Niran nodded. ‘Okay!'

I left the bridge and headed down below again. I had the divers get the gear back on deck. I wanted us to be able to get on-site and underwater as soon as possible. Once we were there, possession was everything. If the weather held we could anchor right between the two wrecks. Tri and his trawler would see off anything short of a destroyer, and I doubted if the Yanks—if the guys in the white boat were indeed Americans—had a warship close enough to get to where we were in a week. They could, of course, cut a deal with the Burmese, or the Thais for that matter, and roll up with some serious floating hardware. Time would tell, I guessed. It all depended how badly they wanted the box.

It wasn't a night for sleep and at 04:00 we upped anchors. We didn't even have our navigation lights on. There was a dying full moon heading for the horizon and Tri had his radar. He led and we sat on his tail. A single orange light, low on the water directly in the centre of his stern, was our sole guide. The reason for all the sneaking around in half darkness was simple. I wanted us onto the site before the guys on the white boat knew it. If they had a radar watch, what would the watcher see? A pair of fishing boats heading out into the Andaman, eager to get back to work after days of no fishing and no money? Or would they see a couple of salvors coming their way? Was this white boat operation just a couple of divers with a hired Thai crew, or did it have a full complement of bloody Seals or similar? If it were the latter we would have a real problem on our hands.

‘Have they moved?' I asked Tri via the Motorola.

‘No. They are still in the bay,' he replied.

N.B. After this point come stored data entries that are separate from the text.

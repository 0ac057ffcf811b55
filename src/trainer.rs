//! Utilities for training neural networks.

use crate::error::{Error, Result};
use crate::feed_forward::Network;
use crate::pattern::Pattern;

use std::time::Instant;

use tracing::{debug, info};

/// A builder for training runs.
///
/// Training is strictly online: weights are updated after every pattern, and
/// patterns are visited in the order given.
#[derive(Copy, Clone, Debug)]
pub struct Trainer {
    epochs: usize,
    logging: Logging,
}

impl Default for Trainer {
    fn default() -> Self {
        Trainer::new()
    }
}

impl Trainer {
    /// Creates a new Trainer instance.
    ///
    /// The trainer is initialized with some default values. These defaults are:
    ///
    /// * Stops after 1000 epochs.
    /// * Logs on training completion.
    pub fn new() -> Self {
        Trainer {
            epochs: 1000,
            logging: Logging::Completion,
        }
    }

    /// Sets the number of passes over the training patterns.
    pub fn epochs(mut self, epochs: usize) -> Self {
        self.epochs = epochs;
        self
    }

    /// Sets the type of logging to be emitted during training.
    pub fn logging(mut self, logging: Logging) -> Self {
        self.logging = logging;
        self
    }

    /// Trains `network` in place using the provided labelled data.
    ///
    /// Returns:
    ///   The epoch count and the mean error of the final epoch, or an error
    ///   if invalid training parameters were provided. The network is left
    ///   untouched on error.
    pub fn train(&self, network: &mut Network, patterns: &[Pattern]) -> Result<TrainingReport> {
        if self.epochs == 0 {
            return Err(Error::InvalidEpochCount);
        }
        network.validate(patterns)?;
        debug!(
            "training {:?} on {} patterns for {} epochs",
            network.topology(),
            patterns.len(),
            self.epochs
        );

        let start_time = Instant::now();
        let mut training_error = 0.0;
        for epoch in 1..=self.epochs {
            training_error = network.train_epoch(patterns);
            self.logging.iteration(epoch, training_error);
        }
        self.logging
            .completion(self.epochs, training_error, start_time);
        Ok(TrainingReport {
            epochs: self.epochs,
            error: training_error,
        })
    }
}

/// The outcome of a training run.
#[derive(Copy, Clone, Debug, PartialEq)]
pub struct TrainingReport {
    pub epochs: usize,
    /// Mean over the final epoch of each pattern's mean squared error.
    pub error: f64,
}

/// Logging frequency to use during training
#[derive(Copy, Clone, Debug, PartialEq)]
pub enum Logging {
    /// No logs will be emitted
    Silent,
    /// A summary will be emitted at completion
    Completion,
    /// A summary will be emitted after every `n` epochs
    Iterations(usize),
}

impl Logging {
    /// Performs logging at the current `epoch` of training.
    fn iteration(&self, epoch: usize, training_error: f64) {
        if let Logging::Iterations(freq) = *self {
            if freq > 0 && epoch % freq == 0 {
                info!("Epoch {}:\tMSE={}", epoch, training_error);
            }
        }
    }

    /// Performs logging at the end of training.
    fn completion(&self, epochs: usize, training_error: f64, start_time: Instant) {
        if let Logging::Silent = *self {
            return;
        }
        info!(
            "Ran {} epochs in {} ms, final MSE: {}",
            epochs,
            start_time.elapsed().as_millis(),
            training_error
        );
    }
}
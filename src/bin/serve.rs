//! Serves one network over HTTP. See `mlpnet::api` for the routes.

use std::thread;

use anyhow::{anyhow, Result};
use clap::Parser;
use tiny_http::{Header, Response, Server, StatusCode};
use tracing::{debug, error, info, Level};
use tracing_subscriber::FmtSubscriber;

use mlpnet::config::parse_topology;
use mlpnet::api::{read_body, respond, MAX_BODY_BYTES};
use mlpnet::{NetworkService, ServiceConfig};

#[derive(Parser, Debug)]
#[command(name = "serve")]
#[command(about = "Serve a trainable multilayer perceptron over HTTP")]
struct Args {
    /// Comma separated layer widths
    #[arg(short, long, default_value = "2,4,1")]
    topology: String,

    /// Gradient descent step size
    #[arg(short, long, default_value = "0.5")]
    learning_rate: f64,

    /// Epochs run when a request names none
    #[arg(long, default_value = "1000")]
    default_epochs: usize,

    /// Seed for the initial weights
    #[arg(short, long)]
    seed: Option<u64>,

    /// Address to listen on
    #[arg(short, long, default_value = "0.0.0.0:8080")]
    bind: String,

    /// Origin allowed to call the API from a browser
    #[arg(long, default_value = "http://localhost:3000")]
    allowed_origin: String,

    /// Log level
    #[arg(long, default_value = "info")]
    log_level: Level,
}

impl Args {
    fn config(&self) -> Result<ServiceConfig> {
        Ok(ServiceConfig {
            topology: parse_topology(&self.topology).map_err(|e| anyhow!(e))?,
            learning_rate: self.learning_rate,
            default_epochs: self.default_epochs,
            seed: self.seed,
            bind: self.bind.clone(),
            allowed_origin: self.allowed_origin.clone(),
            ..ServiceConfig::default()
        })
    }
}

/// Headers attached to every response.
#[derive(Clone)]
struct Headers(Vec<Header>);

impl Headers {
    fn new(allowed_origin: &str) -> Result<Self> {
        let pairs: [(&str, &str); 4] = [
            ("Content-Type", "application/json"),
            ("Access-Control-Allow-Origin", allowed_origin),
            ("Access-Control-Allow-Methods", "GET, POST, OPTIONS"),
            ("Access-Control-Allow-Headers", "Content-Type"),
        ];
        let mut headers = Vec::with_capacity(pairs.len());
        for &(name, value) in &pairs {
            let header = Header::from_bytes(name.as_bytes(), value.as_bytes())
                .map_err(|_| anyhow!("invalid header {}: {}", name, value))?;
            headers.push(header);
        }
        Ok(Headers(headers))
    }
}

fn main() -> Result<()> {
    let args = Args::parse();

    let subscriber = FmtSubscriber::builder()
        .with_max_level(args.log_level)
        .with_target(false)
        .finish();
    tracing::subscriber::set_global_default(subscriber)?;

    let config = args.config()?;
    let headers = Headers::new(&config.allowed_origin)?;
    let bind = config.bind.clone();
    let service = NetworkService::new(config)?;

    let server = Server::http(&bind).map_err(|e| anyhow!("failed to bind {}: {}", bind, e))?;
    info!("Server listening on {}", bind);

    for request in server.incoming_requests() {
        let service = service.clone();
        let headers = headers.clone();
        thread::spawn(move || {
            let mut request = request;
            let reply = match read_body(request.as_reader(), MAX_BODY_BYTES) {
                Ok(body) => respond(&service, request.method(), request.url(), &body),
                Err(reply) => reply,
            };
            debug!("{} {} -> {}", request.method(), request.url(), reply.status);
            let mut response =
                Response::from_string(reply.body).with_status_code(StatusCode(reply.status));
            for header in headers.0 {
                response.add_header(header);
            }
            if let Err(e) = request.respond(response) {
                error!("failed to send response: {}", e);
            }
        });
    }
    Ok(())
}
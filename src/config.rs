//! Settings for a network served to clients.

use crate::activator::Activator;
use crate::error::{Error, Result};
use crate::feed_forward::{validate_learning_rate, validate_topology};

/// How the served network is built and how the server listens.
#[derive(Clone, Debug, PartialEq, Serialize, Deserialize)]
#[serde(default)]
pub struct ServiceConfig {
    /// Layer widths used on startup and when a reset names no topology.
    pub topology: Vec<usize>,
    pub learning_rate: f64,
    pub activator: Activator,
    /// Epochs run when a training request asks for none.
    pub default_epochs: usize,
    /// Fixes the weights of every network built, for reproducible runs.
    pub seed: Option<u64>,
    pub bind: String,
    pub allowed_origin: String,
}

impl Default for ServiceConfig {
    fn default() -> Self {
        ServiceConfig {
            topology: vec![2, 4, 1],
            learning_rate: 0.5,
            activator: Activator::Sigmoid,
            default_epochs: 1000,
            seed: None,
            bind: "0.0.0.0:8080".to_string(),
            allowed_origin: "http://localhost:3000".to_string(),
        }
    }
}

impl ServiceConfig {
    /// Checks the topology, learning rate and default epoch count before any network is
    /// built from them.
    pub fn validate(&self) -> Result<()> {
        validate_topology(&self.topology)?;
        validate_learning_rate(self.learning_rate)?;
        if self.default_epochs == 0 {
            return Err(Error::InvalidEpochCount);
        }
        Ok(())
    }
}

/// Parses a comma separated list of layer widths, e.g. `2,4,1`.
pub fn parse_topology(s: &str) -> std::result::Result<Vec<usize>, String> {
    s.split(',')
        .map(|w| {
            w.trim()
                .parse::<usize>()
                .map_err(|e| format!("bad layer width {:?}: {}", w, e))
        })
        .collect()
}
//! Activation function types.

/// [Activation function](https://en.wikipedia.org/wiki/Activation_function)
/// types.
///
/// Only activations whose derivative can be recovered from the activated
/// output are supported, since backpropagation never sees the weighted sum
/// that produced a neuron's value.
#[derive(Copy, Clone, Debug, PartialEq, Serialize, Deserialize)]
pub enum Activator {
    /// Logistic sigmoid, `1 / (1 + e^-x)`
    Sigmoid,
    /// Hyperbolic tan function
    TanH,
}

impl Default for Activator {
    fn default() -> Self {
        Activator::Sigmoid
    }
}

impl Activator {
    /// Evaluates `f(x)` for the selected the activation function.
    pub fn f(&self, x: f64) -> f64 {
        match *self {
            Activator::Sigmoid => 1.0 / (1.0 + (-x).exp()),
            Activator::TanH => x.tanh(),
        }
    }

    /// Evaluates the derivative `f'(x)`, where `x = f^{-1}(y)`.
    ///
    /// Note that this function takes in the *output* of the activation
    /// function, rather than the input. For the sigmoid this is the identity
    /// `σ'(x) = σ(x)(1 - σ(x))`; any new variant must have an equivalent
    /// identity or this call site breaks.
    pub fn fprime(&self, y: f64) -> f64 {
        match *self {
            Activator::Sigmoid => y * (1.0 - y),
            Activator::TanH => 1.0 - y * y,
        }
    }
}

So we waited. I wished we could just go full throttle and race to the spot, but
Odorama
had a steady seven knots max and that was that. I fired up cigarette after cigarette and tried to do deals with whatever deity happened to tune into my wavelength. In the end I couldn't stand the bloody suspense. I went down to the well on the foredeck and struggled into my wetsuit. The others soon followed. The chatter was nervous. As we organised ourselves, I went over the plan to raise the buddha. The guys had it figured. The compressor was ready, the air hoses had been coupled. Inside the cargo hold were three small elevator bags, ready for deployment, with a larger one ready to inflate outside the wreck. Once on the surface the net winches could lift the buddha on board
Odorama.
Easy, huh?

The coming few hours would see me go after the box alone and buddy-less, while the other divers concentrated on raising the buddha and appeasing the great god, Tuk Tuk.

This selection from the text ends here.